Alphabet_Soup_Charity Project Overview
Determine which organizations should receive donations by predicting the success of a venture paid by Alphabet Soup. Only those projects likely to be a success will receive any future funding from Alphabet Soup. Project consists of preparing input data, creating Deep Learning Models, designing, training, evaluating, and exporting neural networks using Python Pandas, TensorFlow, SciKit Learn.
Challenge
Objective
Create a binary classifier that is capable of predicting whether or not an applicant will be successful if funded by Alphabet Soup using the features collected in the provided dataset.
Challenge Analysis Report
Inspected the Data
List of features:
• EIN and NAME—Identification columns
• APPLICATION_TYPE—Alphabet Soup application type
• AFFILIATION—Affiliated sector of industry
• CLASSIFICATION—Government organization classification
• USE_CASE—Use case for funding
• ORGANIZATION—Organization type
• STATUS—Active status
• INCOME_AMT—Income classification
• SPECIAL_CONSIDERATIONS—Special consideration for application
• ASK_AMT—Funding amount requested
• IS_SUCCESSFUL—Was the money used effectively
The target for the model: IS_SUCCESSFUL
The variables that are the features for the model:
APPLICATION_TYPE, AFFILIATION, CLASSIFICATION, USE_CASE, ORGANIZATION, STATUS, INCOME_AMT, SPECIAL_CONSIDERATIONS, ASK_AMT
Preprocessed the Data
The unnecessary features removed from the input data: Name and EIN
Got the value counts for: CLASSIFICATION and APPLICATION_TYPE
Created density plots for: CLASSIFICATION and APPLICATION_TYPE to support my decision on how to bucket these features.
CLASSIFICATION
APPLICATION_TYPE
Bucketed features: CLASSIFICATION and APPLICATION_TYPE
Encoded categorical variables using one-hot encoding.

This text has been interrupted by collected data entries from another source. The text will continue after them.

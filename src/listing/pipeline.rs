//! The list pipeline: filter, then search, then sort, then paginate.
//!
//! Every stage works on borrowed records and keeps the relative order of
//! whatever it passes through, except sort, which reorders stably.

use serde::Serialize;
use std::collections::BTreeMap;

use super::field::{compare_optional, Record};
use super::query::{FilterValue, ListQuery, PageRequest, SearchScope, SortDirection, SortSpec};
use crate::error::CoreResult;

/// The page of records to display plus the match count before pagination
#[derive(Debug, Clone, PartialEq, Serialize)]
#[serde(rename_all = "camelCase")]
pub struct VisiblePage<T> {
    pub records: Vec<T>,
    pub total_matched: usize,
}

impl<T> VisiblePage<T> {
    /// Pages needed to show every match at `page_size` rows per page
    pub fn page_count(&self, page_size: usize) -> usize {
        if page_size == 0 {
            return 0;
        }
        self.total_matched.div_ceil(page_size)
    }
}

impl<'a, R: Clone> VisiblePage<&'a R> {
    pub fn cloned(&self) -> VisiblePage<R> {
        VisiblePage {
            records: self.records.iter().map(|r| (*r).clone()).collect(),
            total_matched: self.total_matched,
        }
    }
}

/// Keep records whose fields equal every active filter.
///
/// A filter on a field the record does not have never matches.
pub fn apply_filters<'a, R, I>(records: I, filters: &BTreeMap<String, FilterValue>) -> Vec<&'a R>
where
    R: Record + 'a,
    I: IntoIterator<Item = &'a R>,
{
    let active: Vec<(&str, &str)> = filters
        .iter()
        .filter_map(|(field, value)| match value {
            FilterValue::All => None,
            FilterValue::Equals(v) => Some((field.as_str(), v.as_str())),
        })
        .collect();

    records
        .into_iter()
        .filter(|record| {
            active.iter().all(|(field, expected)| {
                record
                    .field(field)
                    .map(|value| value.to_text() == *expected)
                    .unwrap_or(false)
            })
        })
        .collect()
}

/// Keep records where any searched field contains `search_text`, ignoring case
pub fn apply_search<'a, R, I>(records: I, search_text: &str, scope: &SearchScope) -> Vec<&'a R>
where
    R: Record + 'a,
    I: IntoIterator<Item = &'a R>,
{
    if search_text.is_empty() {
        return records.into_iter().collect();
    }
    let needle = search_text.to_lowercase();

    records
        .into_iter()
        .filter(|record| match scope {
            SearchScope::Fields(fields) => fields.iter().any(|name| {
                record
                    .field(name)
                    .map(|value| value.to_text().to_lowercase().contains(&needle))
                    .unwrap_or(false)
            }),
            SearchScope::AllFields => record
                .field_values()
                .iter()
                .any(|value| value.to_text().to_lowercase().contains(&needle)),
        })
        .collect()
}

/// Stable sort on one field; no spec leaves the order untouched
pub fn apply_sort<'a, R: Record>(records: Vec<&'a R>, sort: Option<&SortSpec>) -> Vec<&'a R> {
    let Some(spec) = sort else {
        return records;
    };

    let mut keyed: Vec<_> = records
        .into_iter()
        .map(|record| (record.field(&spec.field), record))
        .collect();

    // slice::sort_by is stable, so ties keep their incoming order in both directions
    keyed.sort_by(|(a, _), (b, _)| {
        let ord = compare_optional(a.as_ref(), b.as_ref());
        match spec.direction {
            SortDirection::Asc => ord,
            SortDirection::Desc => ord.reverse(),
        }
    });

    keyed.into_iter().map(|(_, record)| record).collect()
}

/// Slice out one page. Pages past the end are empty.
pub fn paginate<T: Clone>(records: &[T], page: PageRequest) -> VisiblePage<T> {
    let total_matched = records.len();
    let start = page.offset().min(total_matched);
    let end = start.saturating_add(page.size).min(total_matched);

    VisiblePage {
        records: records[start..end].to_vec(),
        total_matched,
    }
}

/// Run the whole pipeline for one list page
pub fn compute_visible_page<'a, R: Record>(
    records: &'a [R],
    query: &ListQuery,
    scope: &SearchScope,
) -> CoreResult<VisiblePage<&'a R>> {
    query.page.validate()?;

    let filtered = apply_filters(records, &query.filters);
    let searched = apply_search(filtered, &query.search_text, scope);
    let sorted = apply_sort(searched, query.sort.as_ref());
    let page = paginate(&sorted, query.page);

    log::trace!(
        "list page {}x{}: {} of {} records matched",
        query.page.index,
        query.page.size,
        page.total_matched,
        records.len()
    );
    Ok(page)
}

#[cfg(test)]
mod tests {
    use super::*;
    use crate::error::CoreError;
    use serde_json::{json, Value};

    fn status_records() -> Vec<Value> {
        vec![
            json!({ "id": 1, "status": "active" }),
            json!({ "id": 2, "status": "inactive" }),
            json!({ "id": 3, "status": "active" }),
        ]
    }

    fn users() -> Vec<Value> {
        vec![
            json!({ "id": "u1", "username": "Annabel", "email": "a@desk.io", "status": "active", "balance": 120 }),
            json!({ "id": "u2", "username": "bob", "email": "bob@ANN.example", "status": "banned", "balance": 40 }),
            json!({ "id": "u3", "username": "carol", "email": "carol@desk.io", "status": "active", "balance": 120 }),
            json!({ "id": "u4", "username": "dave", "email": "dave@desk.io", "status": "inactive" }),
        ]
    }

    fn ids<R: Record>(records: &[&R]) -> Vec<String> {
        records.iter().map(|r| r.id().into_owned()).collect()
    }

    fn name_scope() -> SearchScope {
        SearchScope::Fields(vec!["username".into(), "email".into()])
    }

    #[test]
    fn test_filter_by_status() {
        let records = status_records();
        let mut query = ListQuery::new(10);
        query.set_filter("status", "active");

        let page = compute_visible_page(&records, &query, &SearchScope::AllFields).unwrap();
        assert_eq!(ids(&page.records), vec!["1", "3"]);
        assert_eq!(page.total_matched, 2);
    }

    #[test]
    fn test_second_single_row_page() {
        let records = status_records();
        let mut query = ListQuery::new(1);
        query.set_page(1);

        let page = compute_visible_page(&records, &query, &SearchScope::AllFields).unwrap();
        assert_eq!(ids(&page.records), vec!["2"]);
        assert_eq!(page.total_matched, 3);
    }

    #[test]
    fn test_all_filters_are_noops() {
        let records = users();
        let mut filters = BTreeMap::new();
        filters.insert("status".to_string(), FilterValue::All);
        filters.insert("role".to_string(), FilterValue::from(""));
        assert_eq!(apply_filters(&records, &filters).len(), records.len());
    }

    #[test]
    fn test_unknown_filter_field_fails() {
        let records = users();
        let mut filters = BTreeMap::new();
        filters.insert("tier".to_string(), FilterValue::from("gold"));
        assert!(apply_filters(&records, &filters).is_empty());
    }

    #[test]
    fn test_numeric_filter_matches_text_form() {
        let records = users();
        let mut filters = BTreeMap::new();
        filters.insert("balance".to_string(), FilterValue::from("120"));
        assert_eq!(ids(&apply_filters(&records, &filters)), vec!["u1", "u3"]);
    }

    #[test]
    fn test_search_any_configured_field() {
        let records = users();
        let found = apply_search(&records, "ANN", &name_scope());
        // username "Annabel" and email "bob@ANN.example"
        assert_eq!(ids(&found), vec!["u1", "u2"]);

        let by_status = apply_search(&records, "banned", &name_scope());
        assert!(by_status.is_empty());
        let everywhere = apply_search(&records, "banned", &SearchScope::AllFields);
        assert_eq!(ids(&everywhere), vec!["u2"]);
    }

    #[test]
    fn test_empty_search_is_noop() {
        let records = users();
        assert_eq!(apply_search(&records, "", &name_scope()).len(), 4);
    }

    #[test]
    fn test_sort_is_stable() {
        let records = users();
        let refs: Vec<&Value> = records.iter().collect();

        let asc = apply_sort(refs.clone(), Some(&SortSpec::asc("balance")));
        // missing balance first, then 40, then the two 120s in original order
        assert_eq!(ids(&asc), vec!["u4", "u2", "u1", "u3"]);

        let desc = apply_sort(refs.clone(), Some(&SortSpec::desc("balance")));
        assert_eq!(ids(&desc), vec!["u1", "u3", "u2", "u4"]);

        let untouched = apply_sort(refs, None);
        assert_eq!(ids(&untouched), vec!["u1", "u2", "u3", "u4"]);
    }

    #[test]
    fn test_sort_applies_before_paging() {
        let records = users();
        let mut query = ListQuery::new(2);
        query.set_sort(Some(SortSpec::asc("username")));
        query.set_page(1);

        let page = compute_visible_page(&records, &query, &name_scope()).unwrap();
        // "Annabel" < "bob" < "carol" < "dave" (uppercase sorts first)
        assert_eq!(ids(&page.records), vec!["u3", "u4"]);
        assert_eq!(page.total_matched, 4);
    }

    #[test]
    fn test_page_past_end_is_empty() {
        let records = users();
        let mut query = ListQuery::new(10);
        query.set_page(1);
        let page = compute_visible_page(&records, &query, &name_scope()).unwrap();
        assert!(page.records.is_empty());
        assert_eq!(page.total_matched, 4);

        query.set_page(usize::MAX);
        let page = compute_visible_page(&records, &query, &name_scope()).unwrap();
        assert!(page.records.is_empty());
    }

    #[test]
    fn test_zero_page_size_rejected() {
        let records = users();
        let query = ListQuery {
            page: PageRequest::new(0, 0),
            ..ListQuery::new(10)
        };
        assert!(matches!(
            compute_visible_page(&records, &query, &name_scope()),
            Err(CoreError::InvalidArgument { name: "page.size", .. })
        ));
    }

    #[test]
    fn test_page_count() {
        let page: VisiblePage<u8> = VisiblePage { records: vec![], total_matched: 21 };
        assert_eq!(page.page_count(10), 3);
        assert_eq!(page.page_count(0), 0);
        let empty: VisiblePage<u8> = VisiblePage { records: vec![], total_matched: 0 };
        assert_eq!(empty.page_count(10), 0);
    }
}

Standardized numerical variables using Scikit-Learn’s StandardScaler class.
Models Used: Random Forest and Deep Neural Network
I wanted to see the results of each of these models especially since the Random Forest is robust against overfitting and outliers and nonlinear data while being efficient on a large dataset, with less code and faster results.
Random Forest Results
Random Forest Accuracy: 71%
I moved to the Deep Neural Network model as this was not a high enough accuracy.
Deep Neural Network
Created a deep neural network to see if it would reach 75% or higher accuracy.

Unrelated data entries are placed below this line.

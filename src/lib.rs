//! quantdesk - computational core of the quantdesk trading console
//!
//! This library provides:
//! - Compounding return projections for the profit calculator
//! - Strategy presets and parallel scenario sweeps
//! - The filter / search / sort / paginate pipeline behind every admin list page
//! - Typed console entities (users, orders, commissions, ...) and fixture loading

pub mod config;
pub mod error;
pub mod listing;
pub mod projection;
pub mod records;

// Re-export commonly used types
pub use config::ConsoleConfig;
pub use error::CoreError;
pub use listing::{compute_visible_page, ListQuery, Record, TabularListController, VisiblePage};
pub use projection::{project, ProjectionResult, ReturnProjector, StrategyPreset};
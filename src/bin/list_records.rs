//! Run the list pipeline over a JSON or CSV snapshot and print the page as JSON

use anyhow::{Context, Result};
use clap::{Parser, ValueEnum};
use quantdesk::config::ConsoleConfig;
use quantdesk::listing::{ListQuery, Record, SearchScope, SortSpec, TabularListController};
use quantdesk::records::{load_records, Commission, CsvRow, LogEntry, Order, Profit, User, WithdrawalRequest};
use serde::Serialize;
use serde_json::{json, Value};
use std::path::{Path, PathBuf};

/// Entity the snapshot holds; `any` keeps rows as untyped JSON objects
#[derive(Debug, Clone, Copy, PartialEq, Eq, ValueEnum)]
enum Kind {
    Any,
    Users,
    Orders,
    Commissions,
    Profits,
    Withdrawals,
    Logs,
}

#[derive(Debug, Parser)]
#[command(name = "list_records", about = "Filter, search, sort and page a record snapshot")]
struct Args {
    /// Snapshot file (.json or .csv)
    #[arg(long)]
    input: PathBuf,

    /// Entity type of the snapshot rows
    #[arg(long, value_enum, default_value_t = Kind::Any)]
    kind: Kind,

    /// Case-insensitive search text
    #[arg(long, default_value = "")]
    search: String,

    /// Equality filter as field=value; repeatable
    #[arg(long = "filter", value_parser = parse_filter)]
    filters: Vec<(String, String)>,

    /// Sort as field, field:asc or field:desc
    #[arg(long)]
    sort: Option<SortSpec>,

    /// 0-based page index
    #[arg(long, default_value_t = 0)]
    page: usize,

    /// Rows per page (defaults to the configured page size)
    #[arg(long)]
    size: Option<usize>,

    /// Search every field instead of the configured ones
    #[arg(long, conflicts_with = "fields")]
    all_fields: bool,

    /// Searchable fields, comma separated
    #[arg(long, value_delimiter = ',')]
    fields: Vec<String>,

    /// JSON config file (defaults to $QUANTDESK_CONFIG)
    #[arg(long)]
    config: Option<PathBuf>,
}

fn parse_filter(raw: &str) -> Result<(String, String), String> {
    raw.split_once('=')
        .map(|(field, value)| (field.to_string(), value.to_string()))
        .ok_or_else(|| format!("expected field=value, got '{}'", raw))
}

/// Load the snapshot as `T` and render the requested page
fn list_page<T>(input: &Path, controller: &TabularListController, query: &ListQuery) -> Result<Value>
where
    T: Record + CsvRow + Serialize,
{
    let records: Vec<T> = load_records(input).with_context(|| format!("loading {}", input.display()))?;
    let page = controller.visible_page(&records, query)?;
    Ok(json!({
        "records": page.records,
        "totalMatched": page.total_matched,
        "pageCount": page.page_count(query.page.size),
        "page": query.page,
    }))
}

fn main() -> Result<()> {
    env_logger::init();
    let args = Args::parse();

    let config = match &args.config {
        Some(path) => ConsoleConfig::from_path(path)
            .with_context(|| format!("loading config {}", path.display()))?,
        None => ConsoleConfig::from_env().context("loading config")?,
    };

    let mut controller = TabularListController::from_settings(&config.listing)?;
    if args.all_fields {
        controller = controller.with_scope(SearchScope::AllFields);
    } else if !args.fields.is_empty() {
        controller = controller.with_scope(SearchScope::Fields(args.fields.clone()));
    }

    let mut query = controller.initial_query();
    if let Some(size) = args.size {
        query.set_page_size(size)?;
    }
    for (field, value) in &args.filters {
        query.set_filter(field.as_str(), value.as_str());
    }
    query.set_search(args.search.as_str());
    query.set_sort(args.sort.clone());
    query.set_page(args.page);

    let output = match args.kind {
        Kind::Any => list_page::<Value>(&args.input, &controller, &query)?,
        Kind::Users => list_page::<User>(&args.input, &controller, &query)?,
        Kind::Orders => list_page::<Order>(&args.input, &controller, &query)?,
        Kind::Commissions => list_page::<Commission>(&args.input, &controller, &query)?,
        Kind::Profits => list_page::<Profit>(&args.input, &controller, &query)?,
        Kind::Withdrawals => list_page::<WithdrawalRequest>(&args.input, &controller, &query)?,
        Kind::Logs => list_page::<LogEntry>(&args.input, &controller, &query)?,
    };
    println!("{}", serde_json::to_string_pretty(&output)?);
    Ok(())
}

Initial model consisted of the following:
- CLASSIFICATION buckets set at less than 1883 - I selected 1883 after reviewing the value counts for this column and creating the density plot of the values.

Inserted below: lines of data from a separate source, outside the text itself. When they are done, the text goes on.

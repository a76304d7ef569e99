//! Console configuration
//!
//! Every field carries a serde default, so a partial (or empty) JSON document
//! is a valid configuration.

use serde::{Deserialize, Serialize};
use std::fs::File;
use std::io::{BufReader, Read};
use std::path::Path;
use thiserror::Error;

use crate::projection::{PresetTableKind, DEFAULT_PERIODS, DEFAULT_PRINCIPAL};

/// Environment variable consulted by [`ConsoleConfig::from_env`]
pub const CONFIG_ENV_VAR: &str = "QUANTDESK_CONFIG";

#[derive(Debug, Error)]
pub enum ConfigError {
    #[error("failed to read config: {0}")]
    Io(#[from] std::io::Error),
    #[error("malformed config: {0}")]
    Json(#[from] serde_json::Error),
}

/// Profit calculator settings
#[derive(Debug, Clone, Serialize, Deserialize)]
#[serde(rename_all = "camelCase")]
pub struct ProjectorSettings {
    /// Upper bound on periods accepted by one projection
    #[serde(default = "default_max_periods")]
    pub max_periods: u32,

    /// Principal the calculator opens with
    #[serde(default = "default_principal")]
    pub default_principal: f64,

    /// Period count the calculator opens with (months)
    #[serde(default = "default_periods")]
    pub default_periods: u32,

    /// Which strategy preset table the calculator offers
    #[serde(default)]
    pub preset_table: PresetTableKind,
}

fn default_max_periods() -> u32 { 600 }
fn default_principal() -> f64 { DEFAULT_PRINCIPAL }
fn default_periods() -> u32 { DEFAULT_PERIODS }

impl Default for ProjectorSettings {
    fn default() -> Self {
        Self {
            max_periods: 600,
            default_principal: DEFAULT_PRINCIPAL,
            default_periods: DEFAULT_PERIODS,
            preset_table: PresetTableKind::default(),
        }
    }
}

/// Admin list page settings
#[derive(Debug, Clone, Serialize, Deserialize)]
#[serde(rename_all = "camelCase")]
pub struct ListingSettings {
    /// Rows per page when a page opens
    #[serde(default = "default_page_size")]
    pub default_page_size: usize,

    /// Rows-per-page choices offered to the operator
    #[serde(default = "default_page_size_options")]
    pub page_size_options: Vec<usize>,

    /// Fields matched by the search box; empty means every field
    #[serde(default = "default_search_fields")]
    pub search_fields: Vec<String>,
}

fn default_page_size() -> usize { 10 }
fn default_page_size_options() -> Vec<usize> { vec![10, 25, 50] }
fn default_search_fields() -> Vec<String> {
    vec!["username".to_string(), "email".to_string()]
}

impl Default for ListingSettings {
    fn default() -> Self {
        Self {
            default_page_size: default_page_size(),
            page_size_options: default_page_size_options(),
            search_fields: default_search_fields(),
        }
    }
}

#[derive(Debug, Clone, Default, Serialize, Deserialize)]
pub struct ConsoleConfig {
    #[serde(default)]
    pub projector: ProjectorSettings,
    #[serde(default)]
    pub listing: ListingSettings,
}

impl ConsoleConfig {
    pub fn from_reader<R: Read>(reader: R) -> Result<Self, ConfigError> {
        Ok(serde_json::from_reader(reader)?)
    }

    pub fn from_path<P: AsRef<Path>>(path: P) -> Result<Self, ConfigError> {
        let file = File::open(path.as_ref())?;
        Self::from_reader(BufReader::new(file))
    }

    /// Load from the file named by `QUANTDESK_CONFIG`, or fall back to defaults
    pub fn from_env() -> Result<Self, ConfigError> {
        match std::env::var_os(CONFIG_ENV_VAR) {
            Some(path) => {
                log::info!("loading config from {:?}", path);
                Self::from_path(path)
            }
            None => {
                log::debug!("{} not set, using default config", CONFIG_ENV_VAR);
                Ok(Self::default())
            }
        }
    }
}
//! Strategy presets offered by the profit calculator
//!
//! A preset is only a label mapped to a periodic rate. Two tables exist:
//! the landing page quotes a flat monthly return per strategy, while the
//! standalone calculator quotes annual rates that compound monthly.

use serde::{Deserialize, Serialize};
use std::fmt;
use std::str::FromStr;

use super::PERIODS_PER_YEAR;
use crate::error::CoreError;

#[derive(Debug, Clone, Copy, PartialEq, Eq, Hash, Serialize, Deserialize)]
#[serde(rename_all = "lowercase")]
pub enum StrategyPreset {
    Conservative,
    Balanced,
    Aggressive,
}

impl StrategyPreset {
    pub const ALL: [StrategyPreset; 3] = [
        StrategyPreset::Conservative,
        StrategyPreset::Balanced,
        StrategyPreset::Aggressive,
    ];

    pub fn label(&self) -> &'static str {
        match self {
            StrategyPreset::Conservative => "conservative",
            StrategyPreset::Balanced => "balanced",
            StrategyPreset::Aggressive => "aggressive",
        }
    }
}

impl fmt::Display for StrategyPreset {
    fn fmt(&self, f: &mut fmt::Formatter<'_>) -> fmt::Result {
        f.write_str(self.label())
    }
}

impl FromStr for StrategyPreset {
    type Err = CoreError;

    fn from_str(s: &str) -> Result<Self, Self::Err> {
        match s.trim().to_ascii_lowercase().as_str() {
            "conservative" => Ok(StrategyPreset::Conservative),
            "balanced" => Ok(StrategyPreset::Balanced),
            "aggressive" => Ok(StrategyPreset::Aggressive),
            other => Err(CoreError::invalid(
                "strategy",
                format!("unknown preset '{}'", other),
            )),
        }
    }
}

/// Which preset table to quote rates from
#[derive(Debug, Clone, Copy, PartialEq, Eq, Default, Serialize, Deserialize)]
#[serde(rename_all = "lowercase")]
pub enum PresetTableKind {
    /// Flat monthly return per strategy
    #[default]
    Monthly,
    /// Annual rate, compounded monthly at `annual / 12`
    Annualized,
}

impl FromStr for PresetTableKind {
    type Err = CoreError;

    fn from_str(s: &str) -> Result<Self, Self::Err> {
        match s.trim().to_ascii_lowercase().as_str() {
            "monthly" => Ok(PresetTableKind::Monthly),
            "annualized" | "annual" => Ok(PresetTableKind::Annualized),
            other => Err(CoreError::invalid(
                "table",
                format!("unknown preset table '{}'", other),
            )),
        }
    }
}

/// Quoted rates by strategy
#[derive(Debug, Clone)]
pub struct PresetTable {
    kind: PresetTableKind,
    /// Quoted rate per strategy, in the table's own unit (monthly or annual)
    quoted: Vec<(StrategyPreset, f64)>,
}

impl PresetTable {
    /// Landing page table: 50% / 150% / 300% per month
    pub fn monthly_returns() -> Self {
        Self {
            kind: PresetTableKind::Monthly,
            quoted: vec![
                (StrategyPreset::Conservative, 0.50),
                (StrategyPreset::Balanced, 1.50),
                (StrategyPreset::Aggressive, 3.00),
            ],
        }
    }

    /// Calculator table: 15% / 25% / 35% per year
    pub fn annualized() -> Self {
        Self {
            kind: PresetTableKind::Annualized,
            quoted: vec![
                (StrategyPreset::Conservative, 0.15),
                (StrategyPreset::Balanced, 0.25),
                (StrategyPreset::Aggressive, 0.35),
            ],
        }
    }

    pub fn for_kind(kind: PresetTableKind) -> Self {
        match kind {
            PresetTableKind::Monthly => Self::monthly_returns(),
            PresetTableKind::Annualized => Self::annualized(),
        }
    }

    pub fn kind(&self) -> PresetTableKind {
        self.kind
    }

    /// Rate as quoted to the user
    pub fn quoted_rate(&self, preset: StrategyPreset) -> f64 {
        self.quoted
            .iter()
            .find(|(p, _)| *p == preset)
            .map(|(_, rate)| *rate)
            .unwrap_or(0.0)
    }

    /// Rate applied once per monthly period
    pub fn periodic_rate(&self, preset: StrategyPreset) -> f64 {
        let quoted = self.quoted_rate(preset);
        match self.kind {
            PresetTableKind::Monthly => quoted,
            PresetTableKind::Annualized => quoted / PERIODS_PER_YEAR as f64,
        }
    }
}

impl Default for PresetTable {
    fn default() -> Self {
        Self::for_kind(PresetTableKind::default())
    }
}

#[cfg(test)]
mod tests {
    use super::*;

    #[test]
    fn test_monthly_table() {
        let table = PresetTable::monthly_returns();
        assert_eq!(table.periodic_rate(StrategyPreset::Conservative), 0.50);
        assert_eq!(table.periodic_rate(StrategyPreset::Balanced), 1.50);
        assert_eq!(table.periodic_rate(StrategyPreset::Aggressive), 3.00);
    }

    #[test]
    fn test_annualized_table() {
        let table = PresetTable::annualized();
        assert_eq!(table.quoted_rate(StrategyPreset::Balanced), 0.25);
        assert!((table.periodic_rate(StrategyPreset::Balanced) - 0.25 / 12.0).abs() < 1e-12);
        assert!((table.periodic_rate(StrategyPreset::Aggressive) - 0.35 / 12.0).abs() < 1e-12);
    }

    #[test]
    fn test_parse_labels() {
        assert_eq!("Balanced".parse::<StrategyPreset>(), Ok(StrategyPreset::Balanced));
        assert_eq!(" AGGRESSIVE ".parse::<StrategyPreset>(), Ok(StrategyPreset::Aggressive));
        assert!("yolo".parse::<StrategyPreset>().is_err());
        assert_eq!("annual".parse::<PresetTableKind>(), Ok(PresetTableKind::Annualized));
    }

    #[test]
    fn test_every_preset_is_quoted() {
        for kind in [PresetTableKind::Monthly, PresetTableKind::Annualized] {
            let table = PresetTable::for_kind(kind);
            for preset in StrategyPreset::ALL {
                assert!(table.quoted_rate(preset) > 0.0, "{:?} {}", kind, preset);
            }
        }
    }
}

- APPLICATION_TYPE buckets set at less than 500 - I selected 500 after reviewing the value counts for this column and creating the density plot of the values.
- 2 hidden layers, first with 132 neurons and the second with 33
- 100 epochs
- reLu activation of first and second hidden layers
- Sigmoid activation for output
I chose 132 neurons for the first layer because that number is three times the number of columns in the model dataframe. I chose 33 neuron for the second layer I arbitrarily chose it by dividing 132 by 4, a fourth of the number of neurons in the first layer.
Results:
Loss metric: 55.24% Accuracy: 72.54%
Model Adjustments to Achieve Predictive Accuracy Higher than 75%
-
I adjusted the number of hidden layers to three and adjusted the activation types. I tried all combinations of sigmoid and reLu activation in the three hidden layers but little changed in the loss and accuracy of the model. I returned to the orginal design of the hidden layers.
-
At 100 epochs, I had a hypothesis that model was overfitting due to too many epochs. To test my hypothesis of overfitting and to attempt achieving the higher than 75% accuracy and reduce the time to compile I began by adjusting the epochs.
I reduced the epochs, not increased them.
⁃ 80 Epochs: Loss = 55.52%, Accuracy = 72.53% => an improvement in all - time, accuracy and loss
⁃ 65 Epochs: Loss = 55.25%, Accuracy = 72.67% => improvement in time and accuracy but loss increased
⁃ 50 Epochs: Loss = 55.25%, Accuracy = 72.74% => improvement in time and accuracy but loss increased
- It seems more than 50 epochs the model begins to overfit so I stayed with 50 epochs as the optimal number of epochs.
-
I adjusted the bucketing process.
- I bucketed the ASK_AMT column with no real improvement in the loss and accuracy results.
- I increased the amount in the Other bucket for the APPLICATION_TYPE to include values less than 700. The loss went up a bit and the accuracy dropped a bit, basically no improvement.
After adjusting the APPLICATION_TYPE, I noticed the number of parameters dropped from 10,099 from 10,231 as the number of columns in the dataframe dropped by 1. I interpreted this to mean that a certain number of columns must remain for the accuracy not to drop and for the loss not to increase.
-
I checked the dataset to see if I could improve the accuracy by adjusting the dataset.
- I dropped the ASK_AMT feature with no real improvement in the loss and accuracy results.
-
I adjusted the number of neurons in each hidden layer.
Since reducing the epochs had a positive effect on the performance and little change to the loss and accuracy I decided to reduce neurons. - I reduced the number of neurons to 80 in the first layer and 25 in the second layer. - The loss and accuracy were very close to my initial numbers but the speed of compiling increased significantly so I felt like this was the number of neurons to use for my final model.
Final Results of Deep Learning Neural Network Model
After all the adjustments to the number of neurons, the epochs and the buckets the best results came from a deep neural network model consisting of: - CLASSIFICATION buckets set at less than 1883 - APPLICATION_TYPE buckets set at less than 500 - 2 hidden layers, the first with 80 neurons and the second with 25 - 50 epochs - reLu activation of first and second hidden layers - Sigmoid activation for output
Results:
Final model loss metric: 55.17% Final model predictive accuracy: 72.46%
Summary:
Plot of Loss and Accuracy over the 50 Epochs
If I were to try another model, I would try SVM, Support Vector Machine (Classifier) as it is faster to implement, much less code is required to train and test the model. SVMs can also build adequate models with linear or nonlinear data. Due to SVMs’ ability to create multidimensional borders, SVMs lose their interpretability and behave more like the black box machine learning models, such as basic neural networks and deep learning models. Additionally, SVMs are less prone to overfitting because they are trying to maximize the distance, rather than encompass all data within a boundary. Since I found evidence of potential overfitting in the deep neural network model I built, the SVM model would be my next choice.
Resource:
charity_data.csv